WHAT IS BEING ASKED: Your response should match the records line for line.

**** DATA IN THIS EXERCISE ****

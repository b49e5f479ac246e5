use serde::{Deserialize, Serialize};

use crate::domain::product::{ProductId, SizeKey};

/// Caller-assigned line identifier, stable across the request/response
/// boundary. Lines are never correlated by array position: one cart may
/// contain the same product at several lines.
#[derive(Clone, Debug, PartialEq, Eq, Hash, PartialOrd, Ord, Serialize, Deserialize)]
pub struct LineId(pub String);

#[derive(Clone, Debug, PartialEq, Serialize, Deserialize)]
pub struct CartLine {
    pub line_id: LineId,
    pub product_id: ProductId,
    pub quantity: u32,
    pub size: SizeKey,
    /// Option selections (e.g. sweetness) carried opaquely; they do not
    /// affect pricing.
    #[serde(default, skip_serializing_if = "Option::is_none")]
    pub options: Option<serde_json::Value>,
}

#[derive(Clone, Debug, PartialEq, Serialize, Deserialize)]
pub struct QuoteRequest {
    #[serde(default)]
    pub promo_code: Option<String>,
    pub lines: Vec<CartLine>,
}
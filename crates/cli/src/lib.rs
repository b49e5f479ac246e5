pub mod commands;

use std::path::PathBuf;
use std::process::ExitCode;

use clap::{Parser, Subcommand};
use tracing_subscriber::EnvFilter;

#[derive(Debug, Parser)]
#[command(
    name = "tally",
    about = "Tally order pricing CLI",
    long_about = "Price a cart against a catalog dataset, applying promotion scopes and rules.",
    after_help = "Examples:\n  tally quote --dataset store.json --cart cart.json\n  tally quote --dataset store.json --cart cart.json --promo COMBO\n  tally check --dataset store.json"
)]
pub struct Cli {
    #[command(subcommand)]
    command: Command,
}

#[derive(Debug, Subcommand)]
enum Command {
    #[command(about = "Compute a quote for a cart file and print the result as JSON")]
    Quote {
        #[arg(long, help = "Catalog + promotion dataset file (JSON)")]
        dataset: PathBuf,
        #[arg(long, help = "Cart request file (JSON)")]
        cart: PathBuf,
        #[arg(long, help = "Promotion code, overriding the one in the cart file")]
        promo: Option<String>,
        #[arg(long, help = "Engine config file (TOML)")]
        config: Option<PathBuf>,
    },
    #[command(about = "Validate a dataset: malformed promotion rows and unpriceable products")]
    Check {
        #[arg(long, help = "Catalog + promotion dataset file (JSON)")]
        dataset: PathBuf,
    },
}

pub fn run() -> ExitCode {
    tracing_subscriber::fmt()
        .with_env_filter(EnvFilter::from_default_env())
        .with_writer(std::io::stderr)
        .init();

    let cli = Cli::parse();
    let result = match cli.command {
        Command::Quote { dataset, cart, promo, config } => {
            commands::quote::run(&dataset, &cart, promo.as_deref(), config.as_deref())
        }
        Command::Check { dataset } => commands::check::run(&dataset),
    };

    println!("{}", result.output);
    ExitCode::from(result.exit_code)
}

****

SOLUTION TO THE PROBLEM:
repository b49e5f479ac246e5
use serde::{Deserialize, Serialize};

use crate::domain::product::{ProductId, SizeKey};

/// Caller-assigned line identifier, stable across the request/response
/// boundary. Lines are never correlated by array position: one cart may
/// contain the same product at several lines.
#[derive(Clone, Debug, PartialEq, Eq, Hash, PartialOrd, Ord, Serialize, Deserialize)]
pub struct LineId(pub String);

#[derive(Clone, Debug, PartialEq, Serialize, Deserialize)]
pub struct CartLine {
    pub line_id: LineId,
    pub product_id: ProductId,
    pub quantity: u32,
    pub size: SizeKey,
    /// Option selections (e.g. sweetness) carried opaquely; they do not
    /// affect pricing.
    #[serde(default, skip_serializing_if = "Option::is_none")]
    pub options: Option<serde_json::Value>,
}

#[derive(Clone, Debug, PartialEq, Serialize, Deserialize)]
pub struct QuoteRequest {
    #[serde(default)]
    pub promo_code: Option<String>,
    pub lines: Vec<CartLine>,
}
filename crates/cli/src/lib.rs
repository b49e5f479ac246e5
pub mod commands;

use std::path::PathBuf;
use std::process::ExitCode;

use clap::{Parser, Subcommand};
use tracing_subscriber::EnvFilter;

#[derive(Debug, Parser)]
#[command(
    name = "tally",
    about = "Tally order pricing CLI",
    long_about = "Price a cart against a catalog dataset, applying promotion scopes and rules.",
    after_help = "Examples:\n  tally quote --dataset store.json --cart cart.json\n  tally quote --dataset store.json --cart cart.json --promo COMBO\n  tally check --dataset store.json"
)]
pub struct Cli {
    #[command(subcommand)]
    command: Command,
}

#[derive(Debug, Subcommand)]
enum Command {
    #[command(about = "Compute a quote for a cart file and print the result as JSON")]
    Quote {
        #[arg(long, help = "Catalog + promotion dataset file (JSON)")]
        dataset: PathBuf,
        #[arg(long, help = "Cart request file (JSON)")]
        cart: PathBuf,
        #[arg(long, help = "Promotion code, overriding the one in the cart file")]
        promo: Option<String>,
        #[arg(long, help = "Engine config file (TOML)")]
        config: Option<PathBuf>,
    },
    #[command(about = "Validate a dataset: malformed promotion rows and unpriceable products")]
    Check {
        #[arg(long, help = "Catalog + promotion dataset file (JSON)")]
        dataset: PathBuf,
    },
}

pub fn run() -> ExitCode {
    tracing_subscriber::fmt()
        .with_env_filter(EnvFilter::from_default_env())
        .with_writer(std::io::stderr)
        .init();

    let cli = Cli::parse();
    let result = match cli.command {
        Command::Quote { dataset, cart, promo, config } => {
            commands::quote::run(&dataset, &cart, promo.as_deref(), config.as_deref())
        }
        Command::Check { dataset } => commands::check::run(&dataset),
    };

    println!("{}", result.output);
    ExitCode::from(result.exit_code)
}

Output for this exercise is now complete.